• What you will do:
Your task is to repeat the entries exactly from their first line through the line with "let db_size = std::fs::metadata(db_path).map(|m|", and to stop there.

• Data extract:
########
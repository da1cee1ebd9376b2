//! Index statistics.
//!
//! Combines a fresh scan of the vault (how many notes exist and how large
//! they are) with the store's record count and the effective settings.
//! Used by `vsearch stats`, `GET /stats` and the `get_vault_statistics`
//! tool.

use serde::Serialize;

use crate::config::Config;
use crate::models::{CollectionStats, VaultStats};

#[derive(Debug, Clone, Serialize)]
pub struct StatsReport {
    pub vault: VaultStats,
    pub collection: CollectionStats,
    pub settings: Settings,
}

#[derive(Debug, Clone, Serialize)]
pub struct Settings {
    pub embedding_model: String,
    pub provider_url: String,
    pub chunk_size: usize,
    pub chunk_overlap: usize,
    pub batch_size: usize,
    pub reindex_interval_minutes: u64,
}

impl Settings {
    pub fn from_config(config: &Config) -> Self {
        Self {
            embedding_model: config.embedding.model.clone(),
            provider_url: config.embedding.url.clone(),
            chunk_size: config.chunking.max_chars,
            chunk_overlap: config.chunking.overlap_chars,
            batch_size: config.indexing.batch_size,
            reindex_interval_minutes: config.indexing.interval_minutes,
        }
    }
}

/// Print a report for `vsearch stats`.
pub fn print_report(report: &StatsReport, db_path: &std::path::Path) {
    let db_size = std::fs::metadata(db_path).map(|m| m.len()).unwrap_or(0);

    println!("Vault Search — Index Stats");
    println!("==========================");
    println!();
    println!("  Vault:       {}", report.vault.vault_path);
    println!("  Notes:       {}", report.vault.total_files);
    println!("  Note bytes:  {}", format_bytes(report.vault.total_size_bytes));
    println!();
    println!("  Database:    {}", db_path.display());
    println!("  Size:        {}", format_bytes(db_size));
    println!("  Collection:  {}", report.collection.name);
    println!("  Chunks:      {}", report.collection.count);
    println!();
    println!("  Model:       {}", report.settings.embedding_model);
    println!("  Provider:    {}", report.settings.provider_url);
    println!(
        "  Chunking:    {} chars, {} overlap",
        report.settings.chunk_size, report.settings.chunk_overlap
    );
    println!(
        "  Reindex:     every {} min",
        report.settings.reindex_interval_minutes
    );
    println!();
}

/// Format a byte count as a human-readable string.
pub fn format_bytes(bytes: u64) -> String {
    if bytes < 1024 {
        format!("{} B", bytes)
    } else if bytes < 1024 * 1024 {
        format!("{:.1} KB", bytes as f64 / 1024.0)
    } else if bytes < 1024 * 1024 * 1024 {
        format!("{:.1} MB", bytes as f64 / (1024.0 * 1024.0))
    } else {
        format!("{:.2} GB", bytes as f64 / (1024.0 * 1024.0 * 1024.0))
    }
}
########
• Exercise answer:
repository da1cee1ebd9376b2
//! Index statistics.
//!
//! Combines a fresh scan of the vault (how many notes exist and how large
//! they are) with the store's record count and the effective settings.
//! Used by `vsearch stats`, `GET /stats` and the `get_vault_statistics`
//! tool.

use serde::Serialize;

use crate::config::Config;
use crate::models::{CollectionStats, VaultStats};

#[derive(Debug, Clone, Serialize)]
pub struct StatsReport {
    pub vault: VaultStats,
    pub collection: CollectionStats,
    pub settings: Settings,
}

#[derive(Debug, Clone, Serialize)]
pub struct Settings {
    pub embedding_model: String,
    pub provider_url: String,
    pub chunk_size: usize,
    pub chunk_overlap: usize,
    pub batch_size: usize,
    pub reindex_interval_minutes: u64,
}

impl Settings {
    pub fn from_config(config: &Config) -> Self {
        Self {
            embedding_model: config.embedding.model.clone(),
            provider_url: config.embedding.url.clone(),
            chunk_size: config.chunking.max_chars,
            chunk_overlap: config.chunking.overlap_chars,
            batch_size: config.indexing.batch_size,
            reindex_interval_minutes: config.indexing.interval_minutes,
        }
    }
}

/// Print a report for `vsearch stats`.
pub fn print_report(report: &StatsReport, db_path: &std::path::Path) {
    let db_size = std::fs::metadata(db_path).map(|m| m.len()).unwrap_or(0);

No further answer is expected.